**TASK**
Check each line of the data, and copy those where "remove" appears.

########

use std::path::PathBuf;

use crate::auth::JwtConfig;

/// Server configuration, loaded from environment variables
#[derive(Debug, Clone)]
pub struct Config {
    /// Working directory root; the database lives under `{work_dir}/database`
    pub work_dir: String,
    pub http_port: u16,
    pub environment: String,

    /// Base URL of the catalog collaborator (menu item lookups at creation)
    pub catalog_url: String,
    /// Base URL of the payment/inventory collaborator (return notifications)
    pub payments_url: String,
    /// Outbound bearer token for collaborator calls
    pub service_token: String,

    pub jwt: JwtConfig,

    pub log_level: String,
    pub log_dir: Option<String>,
}

impl Config {
    pub fn from_env() -> Self {
        Self {
            work_dir: std::env::var("WORK_DIR").unwrap_or_else(|_| "/var/lib/resort/orders".into()),
            http_port: std::env::var("HTTP_PORT")
                .ok()
                .and_then(|p| p.parse().ok())
                .unwrap_or(3000),
            environment: std::env::var("ENVIRONMENT").unwrap_or_else(|_| "development".into()),

            catalog_url: std::env::var("CATALOG_URL")
                .unwrap_or_else(|_| "http://localhost:3001".into()),
            payments_url: std::env::var("PAYMENTS_URL")
                .unwrap_or_else(|_| "http://localhost:3002".into()),
            service_token: std::env::var("SERVICE_TOKEN").unwrap_or_default(),

            jwt: JwtConfig::default(),

            log_level: std::env::var("LOG_LEVEL").unwrap_or_else(|_| "info".into()),
            log_dir: std::env::var("LOG_DIR").ok(),
        }
    }

    /// Create a config with custom overrides
    pub fn with_overrides(work_dir: impl Into<String>, http_port: u16) -> Self {
        let mut config = Self::from_env();
        config.work_dir = work_dir.into();
        config.http_port = http_port;
        config
    }

    /// Ensure the working directory layout exists
    pub fn ensure_work_dir_structure(&self) -> std::io::Result<()> {
        std::fs::create_dir_all(self.database_dir())
    }

    pub fn database_dir(&self) -> PathBuf {
        PathBuf::from(&self.work_dir).join("database")
    }

    pub fn database_path(&self) -> PathBuf {
        self.database_dir().join("fulfillment.redb")
    }

    pub fn is_production(&self) -> bool {
        self.environment == "production"
    }

    pub fn is_development(&self) -> bool {
        self.environment == "development"
    }
}

impl Default for Config {
    fn default() -> Self {
        Self::from_env()
    }
}
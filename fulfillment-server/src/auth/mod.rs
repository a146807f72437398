//! Authentication Module
//!
//! Bearer-token (JWT) *verification* for staff-facing calls. Token issuance
//! is the concern of the excluded session collaborator; this module only
//! validates what it issued and exposes the caller as [`CurrentUser`].

pub mod extractor;
pub mod jwt;
pub mod middleware;

pub use jwt::{Claims, JwtConfig, JwtError, JwtService};
pub use middleware::{require_admin, require_auth};

/// The authenticated caller, injected into request extensions by
/// [`middleware::require_auth`]
#[derive(Debug, Clone)]
pub struct CurrentUser {
    pub id: String,
    pub username: String,
    /// Terminal role: kitchen, bar, waiter, cashier, admin, or service
    pub role: String,
}

impl CurrentUser {
    pub fn is_admin(&self) -> bool {
        self.role == "admin"
    }
}

impl From<Claims> for CurrentUser {
    fn from(claims: Claims) -> Self {
        Self {
            id: claims.sub,
            username: claims.username,
            role: claims.role,
        }
    }
}
//! Return-approval request types
//!
//! A ReturnRequest reverses some or all of an already-placed order. It moves
//! through a two-stage approval: a preparation-station sign-off followed by
//! an administrative sign-off. Terminal states are final; the record is
//! immutable except for `status` and `station_approvals`, which only
//! advance/grow.

use crate::order::types::Station;
use serde::{Deserialize, Serialize};
use std::collections::BTreeSet;

/// Return request status
#[derive(Debug, Clone, Copy, Serialize, Deserialize, PartialEq, Eq, Default)]
#[serde(rename_all = "SCREAMING_SNAKE_CASE")]
pub enum ReturnStatus {
    #[default]
    Requested,
    ApprovedStation,
    ApprovedAdmin,
    Rejected,
}

impl ReturnStatus {
    /// Whether this status ends the approval workflow
    pub fn is_terminal(&self) -> bool {
        matches!(self, ReturnStatus::ApprovedAdmin | ReturnStatus::Rejected)
    }

    pub fn as_str(&self) -> &'static str {
        match self {
            ReturnStatus::Requested => "REQUESTED",
            ReturnStatus::ApprovedStation => "APPROVED_STATION",
            ReturnStatus::ApprovedAdmin => "APPROVED_ADMIN",
            ReturnStatus::Rejected => "REJECTED",
        }
    }
}

impl std::fmt::Display for ReturnStatus {
    fn fmt(&self, f: &mut std::fmt::Formatter<'_>) -> std::fmt::Result {
        f.write_str(self.as_str())
    }
}

/// A request to reverse some or all of an order
#[derive(Debug, Clone, Serialize, Deserialize, PartialEq)]
pub struct ReturnRequest {
    /// Return request ID (assigned by server)
    pub id: String,
    /// The order being reversed
    pub order_ref: String,
    /// Operator-supplied reason, non-empty
    pub reason: String,
    /// Approval workflow status
    pub status: ReturnStatus,
    /// Stations implicated by the order, snapshotted at creation and never
    /// recomputed
    pub required_stations: BTreeSet<Station>,
    /// Stations that have signed off, grow-only
    #[serde(default)]
    pub station_approvals: BTreeSet<Station>,
    /// Creation timestamp (epoch millis)
    pub requested_at: i64,
    /// Operator who filed the request
    pub requested_by: String,
    /// Set when a terminal state is reached
    #[serde(skip_serializing_if = "Option::is_none")]
    pub resolved_at: Option<i64>,
    /// Operator who resolved the request
    #[serde(skip_serializing_if = "Option::is_none")]
    pub resolved_by: Option<String>,
}

impl ReturnRequest {
    /// Create a new REQUESTED return for an order
    pub fn new(
        id: String,
        order_ref: String,
        reason: String,
        required_stations: BTreeSet<Station>,
        requested_by: String,
    ) -> Self {
        Self {
            id,
            order_ref,
            reason,
            status: ReturnStatus::Requested,
            required_stations,
            station_approvals: BTreeSet::new(),
            requested_at: chrono::Utc::now().timestamp_millis(),
            requested_by,
            resolved_at: None,
            resolved_by: None,
        }
    }

    /// Check if the workflow is still in flight
    pub fn is_open(&self) -> bool {
        !self.status.is_terminal()
    }

    /// Whether the given station is in the creation-time station snapshot
    pub fn requires_station(&self, station: Station) -> bool {
        self.required_stations.contains(&station)
    }
}

#[cfg(test)]
mod tests {
    use super::*;

    #[test]
    fn test_terminal_states() {
        assert!(!ReturnStatus::Requested.is_terminal());
        assert!(!ReturnStatus::ApprovedStation.is_terminal());
        assert!(ReturnStatus::ApprovedAdmin.is_terminal());
        assert!(ReturnStatus::Rejected.is_terminal());
    }

    #[test]
    fn test_new_request_snapshot() {
        let request = ReturnRequest::new(
            "ret-1".to_string(),
            "order-1".to_string(),
            "guest changed mind".to_string(),
            BTreeSet::from([Station::Kitchen, Station::Bar]),
            "waiter-3".to_string(),
        );
        assert_eq!(request.status, ReturnStatus::Requested);
        assert!(request.is_open());
        assert!(request.requires_station(Station::Bar));
        assert!(request.station_approvals.is_empty());
        assert!(request.resolved_at.is_none());
    }

    #[test]
    fn test_wire_format() {
        assert_eq!(
            serde_json::to_string(&ReturnStatus::ApprovedStation).unwrap(),
            "\"APPROVED_STATION\""
        );
    }
}
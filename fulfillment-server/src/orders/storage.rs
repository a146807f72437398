//! redb-based storage layer for orders and return requests
//!
//! # Tables
//!
//! | Table | Key | Value | Purpose |
//! |-------|-----|-------|---------|
//! | `orders` | `order_id` | `Order` | Authoritative order records |
//! | `active_orders` | `order_id` | `()` | Not-yet-SERVED index |
//! | `returns` | `return_id` | `ReturnRequest` | Return request records |
//! | `open_returns` | `order_id` | `return_id` | Non-terminal return per order |
//! | `counters` | `()` | `u64` | Daily order number counter |
//!
//! # Durability
//!
//! redb commits with `Durability::Immediate` by default: copy-on-write with
//! an atomic pointer swap, so the file stays consistent across power loss.
//! redb also admits a single write transaction at a time, which is the
//! per-entity critical section the workflow relies on: the commit of a
//! status change is its linearization point.

use redb::{Database, ReadableDatabase, ReadableTable, TableDefinition, WriteTransaction};
use shared::order::Order;
use shared::returns::ReturnRequest;
use std::path::Path;
use std::sync::Arc;
use thiserror::Error;

/// Table for order records: key = order_id, value = JSON-serialized Order
const ORDERS_TABLE: TableDefinition<&str, &[u8]> = TableDefinition::new("orders");

/// Table for tracking active orders: key = order_id, value = empty (existence check)
const ACTIVE_ORDERS_TABLE: TableDefinition<&str, ()> = TableDefinition::new("active_orders");

/// Table for return requests: key = return_id, value = JSON-serialized ReturnRequest
const RETURNS_TABLE: TableDefinition<&str, &[u8]> = TableDefinition::new("returns");

/// Table mapping order_id -> return_id for the order's open (non-terminal)
/// return, enforcing at most one open return per order
const OPEN_RETURNS_TABLE: TableDefinition<&str, &str> = TableDefinition::new("open_returns");

/// Table for counters: key = counter name, value = u64
const COUNTERS_TABLE: TableDefinition<&str, u64> = TableDefinition::new("counters");

const ORDER_COUNT_KEY: &str = "order_count";

/// Storage errors
#[derive(Debug, Error)]
pub enum StorageError {
    #[error("Database error: {0}")]
    Database(#[from] redb::DatabaseError),

    #[error("Transaction error: {0}")]
    Transaction(#[from] redb::TransactionError),

    #[error("Table error: {0}")]
    Table(#[from] redb::TableError),

    #[error("Storage error: {0}")]
    Storage(#[from] redb::StorageError),

    #[error("Commit error: {0}")]
    Commit(#[from] redb::CommitError),

    #[error("Serialization error: {0}")]
    Serialization(#[from] serde_json::Error),
}

pub type StorageResult<T> = Result<T, StorageError>;

/// Order store backed by redb
#[derive(Clone)]
pub struct OrderStore {
    db: Arc<Database>,
}

impl OrderStore {
    /// Open or create the database at the given path
    pub fn open(path: impl AsRef<Path>) -> StorageResult<Self> {
        let db = Database::create(path)?;
        let store = Self { db: Arc::new(db) };
        store.init_tables()?;
        Ok(store)
    }

    /// Open an in-memory database (for testing)
    pub fn open_in_memory() -> StorageResult<Self> {
        let db = Database::builder().create_with_backend(redb::backends::InMemoryBackend::new())?;
        let store = Self { db: Arc::new(db) };
        store.init_tables()?;
        Ok(store)
    }

    /// Create all tables if they don't exist
    fn init_tables(&self) -> StorageResult<()> {
        let write_txn = self.db.begin_write()?;
        {
            let _ = write_txn.open_table(ORDERS_TABLE)?;
            let _ = write_txn.open_table(ACTIVE_ORDERS_TABLE)?;
            let _ = write_txn.open_table(RETURNS_TABLE)?;
            let _ = write_txn.open_table(OPEN_RETURNS_TABLE)?;

            let mut counters = write_txn.open_table(COUNTERS_TABLE)?;
            if counters.get(ORDER_COUNT_KEY)?.is_none() {
                counters.insert(ORDER_COUNT_KEY, 0u64)?;
            }
        }
        write_txn.commit()?;
        Ok(())
    }

    /// Begin a write transaction
    ///
    /// Blocks until it is the sole writer; the caller commits.
    pub fn begin_write(&self) -> StorageResult<WriteTransaction> {
        Ok(self.db.begin_write()?)
    }

    /// Cheap storage liveness check (used by health endpoints)
    pub fn health(&self) -> StorageResult<()> {
        let _ = self.db.begin_read()?;
        Ok(())
    }

    // ========== Order Counter ==========

    /// Get and increment the order counter atomically, returning the new count
    pub fn next_order_count(&self) -> StorageResult<u64> {
        let txn = self.db.begin_write()?;
        let mut table = txn.open_table(COUNTERS_TABLE)?;
        let current = table.get(ORDER_COUNT_KEY)?.map(|g| g.value()).unwrap_or(0);
        let next = current + 1;
        table.insert(ORDER_COUNT_KEY, next)?;
        drop(table);
        txn.commit()?;
        Ok(next)
    }

    // ========== Order Operations (within transaction) ==========

    /// Persist an order and maintain the active index
    pub fn put_order(&self, txn: &WriteTransaction, order: &Order) -> StorageResult<()> {
        let value = serde_json::to_vec(order)?;
        let mut table = txn.open_table(ORDERS_TABLE)?;
        table.insert(order.id.as_str(), value.as_slice())?;
        drop(table);

        let mut active = txn.open_table(ACTIVE_ORDERS_TABLE)?;
        if order.is_served() {
            active.remove(order.id.as_str())?;
        } else {
            active.insert(order.id.as_str(), ())?;
        }
        Ok(())
    }

    /// Load an order inside a write transaction
    pub fn get_order_txn(
        &self,
        txn: &WriteTransaction,
        order_id: &str,
    ) -> StorageResult<Option<Order>> {
        let table = txn.open_table(ORDERS_TABLE)?;
        match table.get(order_id)? {
            Some(guard) => Ok(Some(serde_json::from_slice(guard.value())?)),
            None => Ok(None),
        }
    }

    // ========== Order Operations (read-only) ==========

    /// Load an order
    pub fn get_order(&self, order_id: &str) -> StorageResult<Option<Order>> {
        let read_txn = self.db.begin_read()?;
        let table = read_txn.open_table(ORDERS_TABLE)?;
        match table.get(order_id)? {
            Some(guard) => Ok(Some(serde_json::from_slice(guard.value())?)),
            None => Ok(None),
        }
    }

    /// All orders not yet SERVED, via the active index
    pub fn list_active_orders(&self) -> StorageResult<Vec<Order>> {
        let read_txn = self.db.begin_read()?;
        let active = read_txn.open_table(ACTIVE_ORDERS_TABLE)?;
        let orders_table = read_txn.open_table(ORDERS_TABLE)?;

        let mut orders = Vec::new();
        for entry in active.iter()? {
            let (key, _) = entry?;
            if let Some(guard) = orders_table.get(key.value())? {
                let order: Order = serde_json::from_slice(guard.value())?;
                orders.push(order);
            }
        }
        Ok(orders)
    }

    // ========== Return Operations (within transaction) ==========

    /// Persist a return request and maintain the open-return index
    pub fn put_return(&self, txn: &WriteTransaction, request: &ReturnRequest) -> StorageResult<()> {
        let value = serde_json::to_vec(request)?;
        let mut table = txn.open_table(RETURNS_TABLE)?;
        table.insert(request.id.as_str(), value.as_slice())?;
        drop(table);

        let mut open = txn.open_table(OPEN_RETURNS_TABLE)?;
        if request.is_open() {
            open.insert(request.order_ref.as_str(), request.id.as_str())?;
        } else {
            open.remove(request.order_ref.as_str())?;
        }
        Ok(())
    }

    /// Load a return request inside a write transaction
    pub fn get_return_txn(
        &self,
        txn: &WriteTransaction,
        return_id: &str,
    ) -> StorageResult<Option<ReturnRequest>> {
        let table = txn.open_table(RETURNS_TABLE)?;
        match table.get(return_id)? {
            Some(guard) => Ok(Some(serde_json::from_slice(guard.value())?)),
            None => Ok(None),
        }
    }

    /// The id of the order's open return, if any (within transaction)
    pub fn open_return_for_order_txn(
        &self,
        txn: &WriteTransaction,
        order_id: &str,
    ) -> StorageResult<Option<String>> {
        let table = txn.open_table(OPEN_RETURNS_TABLE)?;
        Ok(table.get(order_id)?.map(|g| g.value().to_string()))
    }

    // ========== Return Operations (read-only) ==========

    /// Load a return request
    pub fn get_return(&self, return_id: &str) -> StorageResult<Option<ReturnRequest>> {
        let read_txn = self.db.begin_read()?;
        let table = read_txn.open_table(RETURNS_TABLE)?;
        match table.get(return_id)? {
            Some(guard) => Ok(Some(serde_json::from_slice(guard.value())?)),
            None => Ok(None),
        }
    }

    /// All non-terminal return requests, via the open-return index
    pub fn list_open_returns(&self) -> StorageResult<Vec<ReturnRequest>> {
        let read_txn = self.db.begin_read()?;
        let open = read_txn.open_table(OPEN_RETURNS_TABLE)?;
        let returns_table = read_txn.open_table(RETURNS_TABLE)?;

        let mut requests = Vec::new();
        for entry in open.iter()? {
            let (_, return_id) = entry?;
            if let Some(guard) = returns_table.get(return_id.value())? {
                let request: ReturnRequest = serde_json::from_slice(guard.value())?;
                requests.push(request);
            }
        }
        Ok(requests)
    }
}

#[cfg(test)]
mod tests {
    use super::*;
    use shared::order::{Location, LocationKind, OrderLineItem, OrderStatus, Station};
    use std::collections::BTreeSet;

    fn sample_order(id: &str) -> Order {
        Order::new(
            id.to_string(),
            "ORD2026080710001".to_string(),
            Location {
                kind: LocationKind::Table,
                identifier: "T1".to_string(),
            },
            vec![OrderLineItem {
                id: "item-1".to_string(),
                menu_item_ref: "menu:1".to_string(),
                name: "Mojito".to_string(),
                quantity: 1,
                unit_price_snapshot: 9.0,
                preparation_station: Station::Bar,
            }],
        )
    }

    #[test]
    fn test_order_roundtrip() {
        let store = OrderStore::open_in_memory().unwrap();
        let order = sample_order("order-1");

        let txn = store.begin_write().unwrap();
        store.put_order(&txn, &order).unwrap();
        txn.commit().unwrap();

        let loaded = store.get_order("order-1").unwrap().unwrap();
        assert_eq!(loaded, order);
        assert_eq!(store.get_order("missing").unwrap(), None);
    }

    #[test]
    fn test_active_index_tracks_served() {
        let store = OrderStore::open_in_memory().unwrap();
        let mut order = sample_order("order-1");

        let txn = store.begin_write().unwrap();
        store.put_order(&txn, &order).unwrap();
        txn.commit().unwrap();
        assert_eq!(store.list_active_orders().unwrap().len(), 1);

        order.status = OrderStatus::Served;
        let txn = store.begin_write().unwrap();
        store.put_order(&txn, &order).unwrap();
        txn.commit().unwrap();

        assert!(store.list_active_orders().unwrap().is_empty());
        // The record itself is never deleted
        assert!(store.get_order("order-1").unwrap().is_some());
    }

    #[test]
    fn test_open_return_index() {
        let store = OrderStore::open_in_memory().unwrap();
        let mut request = ReturnRequest::new(
            "ret-1".to_string(),
            "order-1".to_string(),
            "cold food".to_string(),
            BTreeSet::from([Station::Kitchen]),
            "waiter-1".to_string(),
        );

        let txn = store.begin_write().unwrap();
        store.put_return(&txn, &request).unwrap();
        let open = store.open_return_for_order_txn(&txn, "order-1").unwrap();
        assert_eq!(open.as_deref(), Some("ret-1"));
        txn.commit().unwrap();

        assert_eq!(store.list_open_returns().unwrap().len(), 1);

        // Reaching a terminal state clears the index entry
        request.status = shared::returns::ReturnStatus::Rejected;
        let txn = store.begin_write().unwrap();
        store.put_return(&txn, &request).unwrap();
        assert!(
            store
                .open_return_for_order_txn(&txn, "order-1")
                .unwrap()
                .is_none()
        );
        txn.commit().unwrap();

        assert!(store.list_open_returns().unwrap().is_empty());
        assert!(store.get_return("ret-1").unwrap().is_some());
    }

    #[test]
    fn test_order_counter_increments() {
        let store = OrderStore::open_in_memory().unwrap();
        assert_eq!(store.next_order_count().unwrap(), 1);
        assert_eq!(store.next_order_count().unwrap(), 2);
        assert_eq!(store.next_order_count().unwrap(), 3);
    }
}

########

**RESPONSE FOR THIS EXERCISE**
            active.remove(order.id.as_str())?;
            open.remove(request.order_ref.as_str())?;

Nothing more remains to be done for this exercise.